(Saved data entries)
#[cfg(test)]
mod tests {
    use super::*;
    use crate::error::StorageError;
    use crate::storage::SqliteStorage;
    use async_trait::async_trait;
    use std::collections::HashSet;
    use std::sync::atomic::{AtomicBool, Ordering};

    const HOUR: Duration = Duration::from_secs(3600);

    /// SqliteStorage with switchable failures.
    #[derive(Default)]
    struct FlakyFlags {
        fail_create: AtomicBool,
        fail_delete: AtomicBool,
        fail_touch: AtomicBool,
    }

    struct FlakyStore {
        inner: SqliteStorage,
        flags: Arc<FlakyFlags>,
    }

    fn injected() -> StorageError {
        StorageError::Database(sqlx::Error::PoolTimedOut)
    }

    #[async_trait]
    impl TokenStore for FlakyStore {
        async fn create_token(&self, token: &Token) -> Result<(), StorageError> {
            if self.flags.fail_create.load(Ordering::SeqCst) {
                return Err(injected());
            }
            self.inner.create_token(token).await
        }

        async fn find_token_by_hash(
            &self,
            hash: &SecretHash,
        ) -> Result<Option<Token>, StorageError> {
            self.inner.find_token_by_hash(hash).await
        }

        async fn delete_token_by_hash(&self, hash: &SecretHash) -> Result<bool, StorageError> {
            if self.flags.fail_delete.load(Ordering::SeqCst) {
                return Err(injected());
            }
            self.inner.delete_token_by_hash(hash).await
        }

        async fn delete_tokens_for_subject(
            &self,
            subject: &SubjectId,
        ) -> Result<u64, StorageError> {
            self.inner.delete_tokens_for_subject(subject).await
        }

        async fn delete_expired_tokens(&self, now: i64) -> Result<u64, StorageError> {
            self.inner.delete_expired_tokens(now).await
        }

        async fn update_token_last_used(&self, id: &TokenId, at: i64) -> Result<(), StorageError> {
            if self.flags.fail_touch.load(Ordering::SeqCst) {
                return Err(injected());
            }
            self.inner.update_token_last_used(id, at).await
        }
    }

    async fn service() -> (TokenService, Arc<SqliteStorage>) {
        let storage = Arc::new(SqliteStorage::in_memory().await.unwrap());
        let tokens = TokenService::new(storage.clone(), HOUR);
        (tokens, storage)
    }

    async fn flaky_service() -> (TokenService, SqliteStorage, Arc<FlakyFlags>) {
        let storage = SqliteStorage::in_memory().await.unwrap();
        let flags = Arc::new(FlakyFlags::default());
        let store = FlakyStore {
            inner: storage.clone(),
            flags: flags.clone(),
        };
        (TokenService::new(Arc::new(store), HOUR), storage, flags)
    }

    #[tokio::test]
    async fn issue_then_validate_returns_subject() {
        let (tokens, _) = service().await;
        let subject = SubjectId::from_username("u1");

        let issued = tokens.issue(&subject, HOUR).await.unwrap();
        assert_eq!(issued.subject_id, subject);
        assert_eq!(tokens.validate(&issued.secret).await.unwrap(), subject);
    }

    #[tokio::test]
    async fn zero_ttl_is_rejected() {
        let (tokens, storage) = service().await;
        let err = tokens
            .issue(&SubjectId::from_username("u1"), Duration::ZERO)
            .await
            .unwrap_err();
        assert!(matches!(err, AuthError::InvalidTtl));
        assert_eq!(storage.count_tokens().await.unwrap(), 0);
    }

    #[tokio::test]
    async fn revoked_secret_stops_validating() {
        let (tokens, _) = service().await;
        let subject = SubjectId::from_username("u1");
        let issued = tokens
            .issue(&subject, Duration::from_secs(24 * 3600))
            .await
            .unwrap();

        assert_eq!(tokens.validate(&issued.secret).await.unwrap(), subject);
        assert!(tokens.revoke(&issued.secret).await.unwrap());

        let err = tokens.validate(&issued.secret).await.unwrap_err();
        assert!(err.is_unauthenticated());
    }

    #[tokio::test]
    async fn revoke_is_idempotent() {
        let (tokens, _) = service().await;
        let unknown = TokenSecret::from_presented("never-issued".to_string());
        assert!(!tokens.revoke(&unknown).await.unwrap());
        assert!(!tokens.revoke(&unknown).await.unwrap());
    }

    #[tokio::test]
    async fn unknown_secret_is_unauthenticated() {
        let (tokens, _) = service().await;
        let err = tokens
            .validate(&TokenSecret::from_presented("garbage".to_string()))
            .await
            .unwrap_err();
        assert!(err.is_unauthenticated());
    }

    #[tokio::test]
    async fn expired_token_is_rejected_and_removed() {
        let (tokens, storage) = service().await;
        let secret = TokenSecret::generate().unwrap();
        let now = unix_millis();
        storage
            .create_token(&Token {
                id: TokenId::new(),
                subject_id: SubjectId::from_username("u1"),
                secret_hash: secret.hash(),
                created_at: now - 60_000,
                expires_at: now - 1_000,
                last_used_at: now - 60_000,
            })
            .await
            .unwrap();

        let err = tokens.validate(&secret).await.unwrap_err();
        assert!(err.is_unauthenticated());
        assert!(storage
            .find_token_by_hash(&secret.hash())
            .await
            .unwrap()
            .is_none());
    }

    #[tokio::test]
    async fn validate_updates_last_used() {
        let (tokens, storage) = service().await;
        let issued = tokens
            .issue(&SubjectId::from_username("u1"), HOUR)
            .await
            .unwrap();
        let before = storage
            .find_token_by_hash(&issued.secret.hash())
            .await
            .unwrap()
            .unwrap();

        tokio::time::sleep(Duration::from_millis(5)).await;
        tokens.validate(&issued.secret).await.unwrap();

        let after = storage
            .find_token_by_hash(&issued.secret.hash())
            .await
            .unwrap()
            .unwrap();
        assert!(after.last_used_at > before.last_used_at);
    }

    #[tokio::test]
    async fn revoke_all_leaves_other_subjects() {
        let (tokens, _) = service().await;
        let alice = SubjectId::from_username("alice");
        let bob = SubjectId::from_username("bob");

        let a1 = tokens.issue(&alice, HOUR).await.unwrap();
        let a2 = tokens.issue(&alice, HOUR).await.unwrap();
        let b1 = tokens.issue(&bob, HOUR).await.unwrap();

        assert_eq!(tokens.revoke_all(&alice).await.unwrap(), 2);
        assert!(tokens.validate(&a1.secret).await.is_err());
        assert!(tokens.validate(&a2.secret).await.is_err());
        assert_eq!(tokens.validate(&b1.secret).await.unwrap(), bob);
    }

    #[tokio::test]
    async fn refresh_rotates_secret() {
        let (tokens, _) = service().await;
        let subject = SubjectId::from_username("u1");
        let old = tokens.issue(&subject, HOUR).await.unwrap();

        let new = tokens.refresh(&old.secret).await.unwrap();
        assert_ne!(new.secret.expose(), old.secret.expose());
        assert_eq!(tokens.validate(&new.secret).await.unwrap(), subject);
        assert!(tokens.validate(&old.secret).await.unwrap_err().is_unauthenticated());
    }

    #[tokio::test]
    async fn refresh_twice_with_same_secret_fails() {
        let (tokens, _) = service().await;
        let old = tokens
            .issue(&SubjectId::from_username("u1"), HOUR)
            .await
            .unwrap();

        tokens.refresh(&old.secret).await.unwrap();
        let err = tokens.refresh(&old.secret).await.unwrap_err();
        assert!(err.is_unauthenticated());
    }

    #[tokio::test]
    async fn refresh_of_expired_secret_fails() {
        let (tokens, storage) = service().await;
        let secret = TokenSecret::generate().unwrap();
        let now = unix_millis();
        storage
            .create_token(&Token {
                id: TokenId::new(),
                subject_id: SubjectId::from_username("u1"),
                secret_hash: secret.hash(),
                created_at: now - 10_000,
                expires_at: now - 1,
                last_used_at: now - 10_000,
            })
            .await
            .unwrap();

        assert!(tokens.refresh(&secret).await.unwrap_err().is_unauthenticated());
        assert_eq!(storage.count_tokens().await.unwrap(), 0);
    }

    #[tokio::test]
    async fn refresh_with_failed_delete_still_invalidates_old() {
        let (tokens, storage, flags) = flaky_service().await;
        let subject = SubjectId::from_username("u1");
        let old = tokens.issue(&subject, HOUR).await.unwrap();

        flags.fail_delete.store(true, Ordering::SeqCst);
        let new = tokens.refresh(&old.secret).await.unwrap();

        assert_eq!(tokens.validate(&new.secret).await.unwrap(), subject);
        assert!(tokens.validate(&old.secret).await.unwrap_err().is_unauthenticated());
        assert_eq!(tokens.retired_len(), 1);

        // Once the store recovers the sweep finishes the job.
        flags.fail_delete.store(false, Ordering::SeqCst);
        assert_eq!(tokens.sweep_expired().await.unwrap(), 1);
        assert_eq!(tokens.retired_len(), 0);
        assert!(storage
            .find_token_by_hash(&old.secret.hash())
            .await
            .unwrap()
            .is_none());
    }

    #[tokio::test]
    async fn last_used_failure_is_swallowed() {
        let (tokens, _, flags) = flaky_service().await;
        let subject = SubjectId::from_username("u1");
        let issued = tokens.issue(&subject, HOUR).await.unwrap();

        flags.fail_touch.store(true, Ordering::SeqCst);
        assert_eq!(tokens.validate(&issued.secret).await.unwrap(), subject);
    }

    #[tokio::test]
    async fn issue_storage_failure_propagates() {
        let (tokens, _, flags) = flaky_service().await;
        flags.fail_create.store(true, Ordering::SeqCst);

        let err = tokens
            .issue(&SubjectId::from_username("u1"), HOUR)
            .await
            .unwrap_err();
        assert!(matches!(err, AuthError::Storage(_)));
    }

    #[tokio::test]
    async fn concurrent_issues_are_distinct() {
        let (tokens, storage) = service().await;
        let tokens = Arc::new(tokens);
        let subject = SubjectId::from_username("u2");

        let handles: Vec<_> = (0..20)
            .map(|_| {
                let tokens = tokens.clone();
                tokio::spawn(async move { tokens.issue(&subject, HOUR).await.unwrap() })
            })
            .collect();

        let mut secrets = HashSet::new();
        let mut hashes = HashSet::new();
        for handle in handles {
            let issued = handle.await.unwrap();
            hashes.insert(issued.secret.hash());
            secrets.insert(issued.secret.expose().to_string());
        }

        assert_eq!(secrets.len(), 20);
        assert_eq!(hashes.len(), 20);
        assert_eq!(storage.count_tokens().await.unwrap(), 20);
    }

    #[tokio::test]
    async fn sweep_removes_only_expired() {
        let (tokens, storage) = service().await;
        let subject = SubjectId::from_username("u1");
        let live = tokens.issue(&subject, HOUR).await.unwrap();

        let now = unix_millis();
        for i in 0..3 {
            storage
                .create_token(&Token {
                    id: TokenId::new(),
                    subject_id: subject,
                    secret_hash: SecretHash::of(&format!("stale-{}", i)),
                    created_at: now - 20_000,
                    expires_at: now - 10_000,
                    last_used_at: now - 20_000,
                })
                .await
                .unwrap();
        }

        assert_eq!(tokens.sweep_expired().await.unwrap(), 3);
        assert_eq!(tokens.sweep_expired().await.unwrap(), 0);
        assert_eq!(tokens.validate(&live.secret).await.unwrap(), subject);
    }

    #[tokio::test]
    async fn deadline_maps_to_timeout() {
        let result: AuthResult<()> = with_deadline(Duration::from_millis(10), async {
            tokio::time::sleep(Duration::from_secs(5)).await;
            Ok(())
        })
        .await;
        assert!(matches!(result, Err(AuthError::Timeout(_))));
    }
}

§ **WHAT THIS TASK INVOLVES**
Go through the entries above, and wherever a line holds the word "AtomicBool", copy that line.

§ **YOUR SOLUTION**
    use std::sync::atomic::{AtomicBool, Ordering};
        fail_create: AtomicBool,
        fail_delete: AtomicBool,
        fail_touch: AtomicBool,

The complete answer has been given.